Wall had passed her driving test only months previously and was looking at the message on her mobile phone when she mounted a pavement and struck Mrs Lyon, who was crushed against a wall and died instantly.

Wall got her mini 4X4 as a present. She’s an unrepentant narcissist who turned up at court clutching her mobile phone. Her driving instructor mother was complicit in her reckless driving but has not apparently been prosecuted for anything, nor does her career as a driving instructor seem to have been jeopardised in any way.

Wall, like other killer drivers, enjoyed the powerful institutional protection of that creepy collection of individuals who make up The Sentencing Advisory Panel. The judge’s hands were tied:

Judge Stephen John said that the crash came under the lesser category of 'avoidable distraction' under level three for the sentencing guidelines.

This murderous egotist was therefore only banned from driving for three years.

Wednesday 13 April 2011

I’m cycling in Copenhagen (Street)

Copenhagen Street offers all the thrills of vehicular cycling in London, i.e. vehicles being driven very close and bits of crap cycling infrastructure combined with street features designed to suppress cycling among normal people. Sadly there were no cyclists around for my photographs. The great London ‘cycling revolution’ must have been taking place somewhere else that day.

Copenhagen Street has that classic feature of British cycling infrastructure – a bike logo just before some parking bays which force cyclists out into the path of overtaking motor vehicles. Sadly a segregated cycle path is not possible here because as a top person in the Islington LCC branch has said, the streets are just too narrow.

Copenhagen Street has advisory cycle lanes, narrow enough to provide the visceral thrill of someone racing past you very close.
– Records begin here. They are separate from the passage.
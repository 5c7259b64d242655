//! Direct reminder fanned out to every billable person.
//!
//! Sends run one after another through [`SendReminder`]. A failed send is
//! recorded in the report and the remaining people are still reminded; nothing
//! is retried.

use std::sync::Arc;

use tracing::{info, warn};

use crate::domain::ports::{BillablePeopleRetriever, MessageSendError};
use crate::domain::{Error, SendReminder, SendReminderRequest};

use super::mapping::map_people_directory_error;

/// Input for one fan-out run.
#[derive(Debug, Clone, PartialEq, Eq, Default)]
pub struct RemindBillablePeopleRequest {
    /// Reminder text sent to each person.
    pub text: String,
}

/// Per-person delivery summary.
#[derive(Debug, Clone, PartialEq, Eq, Default)]
pub struct BillablePeopleReminderReport {
    /// Identifiers that were reminded successfully.
    pub delivered: Vec<String>,
    /// Identifiers whose reminder failed, with the failure.
    pub failed: Vec<(String, MessageSendError)>,
}

/// Domain service reminding every billable person directly.
pub struct RemindBillablePeople {
    people: Arc<dyn BillablePeopleRetriever>,
    send_reminder: SendReminder,
}

impl RemindBillablePeople {
    /// Create the service.
    pub fn new(people: Arc<dyn BillablePeopleRetriever>, send_reminder: SendReminder) -> Self {
        Self {
            people,
            send_reminder,
        }
    }

    /// Remind everyone once.
    ///
    /// # Errors
    ///
    /// Returns [`Error::service_unavailable`] when the roster cannot be
    /// retrieved. Individual send failures are reported, not raised.
    pub async fn execute(
        &self,
        request: &RemindBillablePeopleRequest,
    ) -> Result<BillablePeopleReminderReport, Error> {
        let people = self
            .people
            .retrieve_billable_people()
            .await
            .map_err(map_people_directory_error)?;

        let mut report = BillablePeopleReminderReport::default();
        for person in people {
            let outcome = self
                .send_reminder
                .execute(&SendReminderRequest {
                    channel: person.id.clone(),
                    text: request.text.clone(),
                })
                .await;
            match outcome.into_result() {
                Ok(_) => report.delivered.push(person.id),
                Err(error) => {
                    warn!(person = %person.id, error = %error, "billable person reminder failed");
                    report.failed.push((person.id, error));
                }
            }
        }

        info!(
            delivered = report.delivered.len(),
            failed = report.failed.len(),
            "billable people reminded"
        );
        Ok(report)
    }
}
Copenhagen Street also has those wonderful cycle lanes that don’t work at weekends. Because obviously nobody in London cycles on Saturdays and Sundays. And it’s important to be able to have car parking on both sides of the street. Which is obviously too narrow for segregated cycle paths. The Mayor of Copenhagen got rid of on-street car parking but that's foreigners for you. The Mayor of London doesn't believe in that sort of thing.

Lastly, Copenhagen Street has a number of stress-inducing pinch points. And once again you can see how it's far too narrow for segregated cycle paths. All you require is strong nerves.